* _What you are asked to do_:
Two lines in the listing below mark the span: one contains "Ten equal-frequency bins" and one contains "columns as [0, 1].". Reproduce both of them and everything between, exactly.

==*==

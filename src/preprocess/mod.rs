//! Preprocessing primitives for the recommendation pipeline
//!
//! Scalers, the equal-frequency decile binner, the one-hot encoder for enum
//! knobs, duplicate-row combination, and the feasibility repair helper handed
//! to the surrogate optimizer. All matrix work is `ndarray`-based.

#[cfg(test)]
mod tests;

use ndarray::{Array1, Array2, Axis};
use thiserror::Error;

use crate::catalog::{Knob, KnobType};

/// Errors from preprocessing operations
#[derive(Debug, Error)]
pub enum PreprocessError {
    #[error("Cannot fit on an empty matrix")]
    EmptyMatrix,

    #[error("Zero variance in column {0}")]
    ZeroVariance(usize),

    #[error("Dimension mismatch: expected {expected} columns, got {actual}")]
    DimensionMismatch { expected: usize, actual: usize },
}

/// Result alias for preprocessing operations
pub type Result<T> = std::result::Result<T, PreprocessError>;

// ---------------------------------------------------------------------------
// StandardScaler
// ---------------------------------------------------------------------------

/// Per-column zero-mean / unit-variance scaler
#[derive(Debug, Clone)]
pub struct StandardScaler {
    mean: Array1<f64>,
    scale: Array1<f64>,
}

impl StandardScaler {
    /// Fit the scaler on a matrix. Zero-variance columns get scale 1 so that
    /// transforming them is a pure mean shift.
    pub fn fit(x: &Array2<f64>) -> Result<Self> {
        if x.nrows() == 0 {
            return Err(PreprocessError::EmptyMatrix);
        }
        let mean = x.mean_axis(Axis(0)).ok_or(PreprocessError::EmptyMatrix)?;
        let n = x.nrows() as f64;
        let scale = Array1::from_iter((0..x.ncols()).map(|j| {
            let m = mean[j];
            let var = x.column(j).iter().map(|v| (v - m).powi(2)).sum::<f64>() / n;
            let std = var.sqrt();
            if std > 0.0 {
                std
            } else {
                1.0
            }
        }));
        Ok(Self { mean, scale })
    }

    /// Fit, but fail on any zero-variance column. Used where a degenerate fit
    /// must fall back to a jointly-fitted scaler instead.
    pub fn fit_strict(x: &Array2<f64>) -> Result<Self> {
        if x.nrows() == 0 {
            return Err(PreprocessError::EmptyMatrix);
        }
        let mean = x.mean_axis(Axis(0)).ok_or(PreprocessError::EmptyMatrix)?;
        let n = x.nrows() as f64;
        let mut scale = Array1::zeros(x.ncols());
        for j in 0..x.ncols() {
            let m = mean[j];
            let var = x.column(j).iter().map(|v| (v - m).powi(2)).sum::<f64>() / n;
            if var <= 0.0 {
                return Err(PreprocessError::ZeroVariance(j));
            }
            scale[j] = var.sqrt();
        }
        Ok(Self { mean, scale })
    }

    /// Number of fitted columns
    pub fn ncols(&self) -> usize {
        self.mean.len()
    }

    pub fn transform(&self, x: &Array2<f64>) -> Array2<f64> {
        let mut out = x.clone();
        for mut row in out.rows_mut() {
            for j in 0..row.len() {
                row[j] = (row[j] - self.mean[j]) / self.scale[j];
            }
        }
        out
    }

    pub fn transform_row(&self, row: &Array1<f64>) -> Array1<f64> {
        Array1::from_iter(
            row.iter()
                .enumerate()
                .map(|(j, v)| (v - self.mean[j]) / self.scale[j]),
        )
    }

    pub fn inverse_transform_row(&self, row: &Array1<f64>) -> Array1<f64> {
        Array1::from_iter(
            row.iter()
                .enumerate()
                .map(|(j, v)| v * self.scale[j] + self.mean[j]),
        )
    }

    /// Scaled value of `raw` in column `col`
    pub fn transform_value(&self, col: usize, raw: f64) -> f64 {
        (raw - self.mean[col]) / self.scale[col]
    }
}

// ---------------------------------------------------------------------------
// MinMaxScaler
// ---------------------------------------------------------------------------

/// Per-column [0, 1] normalizer
#[derive(Debug, Clone)]
pub struct MinMaxScaler {
    min: Array1<f64>,
    range: Array1<f64>,
}

impl MinMaxScaler {
    /// Fit on a matrix whose rows span the value range. For knob data the
    /// caller fits on a two-row (min, max) bounds matrix.
    pub fn fit(x: &Array2<f64>) -> Result<Self> {
        if x.nrows() == 0 {
            return Err(PreprocessError::EmptyMatrix);
        }
        let mut min = Array1::from_elem(x.ncols(), f64::INFINITY);
        let mut max = Array1::from_elem(x.ncols(), f64::NEG_INFINITY);
        for row in x.rows() {
            for j in 0..row.len() {
                min[j] = min[j].min(row[j]);
                max[j] = max[j].max(row[j]);
            }
        }
        let range = Array1::from_iter((0..x.ncols()).map(|j| {
            let r = max[j] - min[j];
            if r > 0.0 {
                r
            } else {
                1.0
            }
        }));
        Ok(Self { min, range })
    }

    pub fn transform_row(&self, row: &Array1<f64>) -> Array1<f64> {
        Array1::from_iter(
            row.iter()
                .enumerate()
                .map(|(j, v)| (v - self.min[j]) / self.range[j]),
        )
    }

    pub fn inverse_transform_row(&self, row: &Array1<f64>) -> Array1<f64> {
        Array1::from_iter(
            row.iter()
                .enumerate()
                .map(|(j, v)| v * self.range[j] + self.min[j]),
        )
    }
}

// ---------------------------------------------------------------------------
// DecileBinner
// ---------------------------------------------------------------------------

/// Ten equal-frequency bins per column, labels starting at `bin_start`.
///
/// Fit computes the nine interior decile edges of each column by linear
/// interpolation; transform maps a value to the count of edges at or below
/// it, offset by `bin_start`.
#[derive(Debug, Clone)]
pub struct DecileBinner {
    /// edges[col] holds the 9 interior decile boundaries for that column
    edges: Vec<Vec<f64>>,
    bin_start: f64,
}

fn percentile(sorted: &[f64], p: f64) -> f64 {
    debug_assert!(!sorted.is_empty());
    let rank = p / 100.0 * (sorted.len() - 1) as f64;
    let lo = rank.floor() as usize;
    let hi = rank.ceil() as usize;
    if lo == hi {
        sorted[lo]
    } else {
        let frac = rank - lo as f64;
        sorted[lo] + frac * (sorted[hi] - sorted[lo])
    }
}

impl DecileBinner {
    pub fn fit(x: &Array2<f64>, bin_start: f64) -> Result<Self> {
        if x.nrows() == 0 {
            return Err(PreprocessError::EmptyMatrix);
        }
        let mut edges = Vec::with_capacity(x.ncols());
        for col in x.columns() {
            let mut sorted: Vec<f64> = col.to_vec();
            sorted.sort_by(|a, b| a.partial_cmp(b).unwrap_or(std::cmp::Ordering::Equal));
            edges.push((1..10).map(|d| percentile(&sorted, d as f64 * 10.0)).collect());
        }
        Ok(Self { edges, bin_start })
    }

    pub fn transform(&self, x: &Array2<f64>) -> Array2<f64> {
        let mut out = x.clone();
        for mut row in out.rows_mut() {
            for j in 0..row.len() {
                let count = self.edges[j].iter().filter(|&&e| row[j] >= e).count();
                row[j] = count as f64 + self.bin_start;
            }
        }
        out
    }
}

// ---------------------------------------------------------------------------
// DummyEncoder
// ---------------------------------------------------------------------------

/// One-hot encoder for enum knob columns.
///
/// Encoded output layout places every one-hot block first (in catalog column
/// order of the enum knobs), followed by the remaining columns in their
/// original relative order. This matches the bound-setting convention that
/// treats the leading `total_dummies()` columns as [0, 1].
#[derive(Debug, Clone)]
pub struct DummyEncoder {
    /// Cardinality per categorical input column
    n_values: Vec<usize>,
    /// Input column indices of the categorical features
    cat_idxs: Vec<usize>,
    /// Input column indices of the passthrough features
    noncat_idxs: Vec<usize>,
    /// Total input width
    n_input: usize,
}

impl DummyEncoder {
    /// Derive the encoder and the set of binary (bool knob) output columns
    /// from the column labels and the session's knob catalog.
    pub fn from_catalog(labels: &[String], knobs: &[Knob]) -> (Self, Vec<usize>) {
        let mut n_values = Vec::new();
        let mut cat_idxs = Vec::new();
        let mut noncat_idxs = Vec::new();
        let mut bool_positions = Vec::new();
        for (i, label) in labels.iter().enumerate() {
            match knobs.iter().find(|k| &k.name == label) {
                Some(k) if k.vartype == KnobType::Enum => {
                    n_values.push(k.enumvals.len());
                    cat_idxs.push(i);
                }
                Some(k) if k.vartype == KnobType::Bool => {
                    // Bool knobs pass through; remember the passthrough slot
                    bool_positions.push(noncat_idxs.len());
                    noncat_idxs.push(i);
                }
                _ => noncat_idxs.push(i),
            }
        }
        let encoder = Self {
            n_values,
            cat_idxs,
            noncat_idxs,
            n_input: labels.len(),
        };
        let binary_cols = bool_positions
            .iter()
            .map(|pos| encoder.total_dummies() + pos)
            .collect();
        (encoder, binary_cols)
    }

    /// Total width of the one-hot blocks
    pub fn total_dummies(&self) -> usize {
        self.n_values.iter().sum()
    }

    /// Encoded output width
    pub fn n_output(&self) -> usize {
        self.total_dummies() + self.noncat_idxs.len()
    }

    /// Whether any column actually gets encoded
    pub fn is_identity(&self) -> bool {
        self.cat_idxs.is_empty()
    }

    /// Original input column index of passthrough output position `p`
    pub fn passthrough_input_index(&self, p: usize) -> usize {
        self.noncat_idxs[p]
    }

    pub fn transform(&self, x: &Array2<f64>) -> Array2<f64> {
        let mut out = Array2::zeros((x.nrows(), self.n_output()));
        for (r, row) in x.rows().into_iter().enumerate() {
            let mut offset = 0;
            for (f, &col) in self.cat_idxs.iter().enumerate() {
                let card = self.n_values[f];
                let idx = (row[col].round() as usize).min(card.saturating_sub(1));
                out[[r, offset + idx]] = 1.0;
                offset += card;
            }
            for (p, &col) in self.noncat_idxs.iter().enumerate() {
                out[[r, self.total_dummies() + p]] = row[col];
            }
        }
        out
    }

    /// Collapse an encoded row back to the original column layout. Each
    /// one-hot block decodes to the argmax index.
    pub fn inverse_row(&self, row: &Array1<f64>) -> Array1<f64> {
        let mut out = Array1::zeros(self.n_input);
        let mut offset = 0;
        for (f, &col) in self.cat_idxs.iter().enumerate() {
            let card = self.n_values[f];
            let argmax = (0..card)
                .max_by(|&a, &b| {
                    row[offset + a]
                        .partial_cmp(&row[offset + b])
                        .unwrap_or(std::cmp::Ordering::Equal)
                })
                .unwrap_or(0);
            out[col] = argmax as f64;
            offset += card;
        }
        for (p, &col) in self.noncat_idxs.iter().enumerate() {
            out[col] = row[self.total_dummies() + p];
        }
        out
    }
}

// ---------------------------------------------------------------------------
// Duplicate-row combination
// ---------------------------------------------------------------------------

/// Combine rows with identical knob settings.
///
/// Deterministic rule: the first-seen row wins; its metric values and row
/// label are kept, later duplicates are dropped. Row order is preserved.
pub fn combine_duplicate_rows(
    x: &Array2<f64>,
    y: &Array2<f64>,
    rowlabels: &[u64],
) -> (Array2<f64>, Array2<f64>, Vec<u64>) {
    let mut seen: Vec<Vec<u64>> = Vec::new();
    let mut keep: Vec<usize> = Vec::new();
    for (i, row) in x.rows().into_iter().enumerate() {
        let key: Vec<u64> = row.iter().map(|v| v.to_bits()).collect();
        if !seen.contains(&key) {
            seen.push(key);
            keep.push(i);
        }
    }
    let x_out = Array2::from_shape_fn((keep.len(), x.ncols()), |(r, c)| x[[keep[r], c]]);
    let y_out = Array2::from_shape_fn((keep.len(), y.ncols()), |(r, c)| y[[keep[r], c]]);
    let labels_out = keep.iter().map(|&i| rowlabels[i]).collect();
    (x_out, y_out, labels_out)
}

// ---------------------------------------------------------------------------
// ConfigRepair
// ---------------------------------------------------------------------------

/// Feasibility repair for scaled candidate configurations.
///
/// The surrogate optimizer works in scaled, possibly one-hot-encoded space
/// and can drift off the feasible manifold. Repair unscales a candidate,
/// snaps every one-hot block to an exclusive encoding, rounds binary columns
/// to {0, 1}, and rescales.
#[derive(Debug, Clone)]
pub struct ConfigRepair {
    scaler: StandardScaler,
    encoder: Option<DummyEncoder>,
    binary_cols: Vec<usize>,
    init_flip_prob: f64,
    flip_prob_decay: f64,
}

impl ConfigRepair {
    pub fn new(
        scaler: StandardScaler,
        encoder: Option<DummyEncoder>,
        binary_cols: Vec<usize>,
        init_flip_prob: f64,
        flip_prob_decay: f64,
    ) -> Self {
        Self {
            scaler,
            encoder,
            binary_cols,
            init_flip_prob,
            flip_prob_decay,
        }
    }

    /// Binary flip probability after `iteration` repair rounds
    pub fn flip_probability(&self, iteration: u32) -> f64 {
        self.init_flip_prob * self.flip_prob_decay.powi(iteration as i32)
    }

    pub fn repair(&self, scaled: &Array1<f64>) -> Array1<f64> {
        let mut raw = self.scaler.inverse_transform_row(scaled);
        if let Some(encoder) = &self.encoder {
            let mut offset = 0;
            for &card in &encoder.n_values {
                let argmax = (0..card)
                    .max_by(|&a, &b| {
                        raw[offset + a]
                            .partial_cmp(&raw[offset + b])
                            .unwrap_or(std::cmp::Ordering::Equal)
                    })
                    .unwrap_or(0);
                for j in 0..card {
                    raw[offset + j] = if j == argmax { 1.0 } else { 0.0 };
                }
                offset += card;
            }
        }
        for &col in &self.binary_cols {
            raw[col] = if raw[col] >= 0.5 { 1.0 } else { 0.0 };
        }
        self.scaler.transform_row(&raw)
    }
}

==*==

* _Answer space_:
/// Ten equal-frequency bins per column, labels starting at `bin_start`.
///
/// Fit computes the nine interior decile edges of each column by linear
/// interpolation; transform maps a value to the count of edges at or below
/// it, offset by `bin_start`.
#[derive(Debug, Clone)]
pub struct DecileBinner {
    /// edges[col] holds the 9 interior decile boundaries for that column
    edges: Vec<Vec<f64>>,
    bin_start: f64,
}

fn percentile(sorted: &[f64], p: f64) -> f64 {
    debug_assert!(!sorted.is_empty());
    let rank = p / 100.0 * (sorted.len() - 1) as f64;
    let lo = rank.floor() as usize;
    let hi = rank.ceil() as usize;
    if lo == hi {
        sorted[lo]
    } else {
        let frac = rank - lo as f64;
        sorted[lo] + frac * (sorted[hi] - sorted[lo])
    }
}

impl DecileBinner {
    pub fn fit(x: &Array2<f64>, bin_start: f64) -> Result<Self> {
        if x.nrows() == 0 {
            return Err(PreprocessError::EmptyMatrix);
        }
        let mut edges = Vec::with_capacity(x.ncols());
        for col in x.columns() {
            let mut sorted: Vec<f64> = col.to_vec();
            sorted.sort_by(|a, b| a.partial_cmp(b).unwrap_or(std::cmp::Ordering::Equal));
            edges.push((1..10).map(|d| percentile(&sorted, d as f64 * 10.0)).collect());
        }
        Ok(Self { edges, bin_start })
    }

    pub fn transform(&self, x: &Array2<f64>) -> Array2<f64> {
        let mut out = x.clone();
        for mut row in out.rows_mut() {
            for j in 0..row.len() {
                let count = self.edges[j].iter().filter(|&&e| row[j] >= e).count();
                row[j] = count as f64 + self.bin_start;
            }
        }
        out
    }
}

// ---------------------------------------------------------------------------
// DummyEncoder
// ---------------------------------------------------------------------------

/// One-hot encoder for enum knob columns.
///
/// Encoded output layout places every one-hot block first (in catalog column
/// order of the enum knobs), followed by the remaining columns in their
/// original relative order. This matches the bound-setting convention that
/// treats the leading `total_dummies()` columns as [0, 1].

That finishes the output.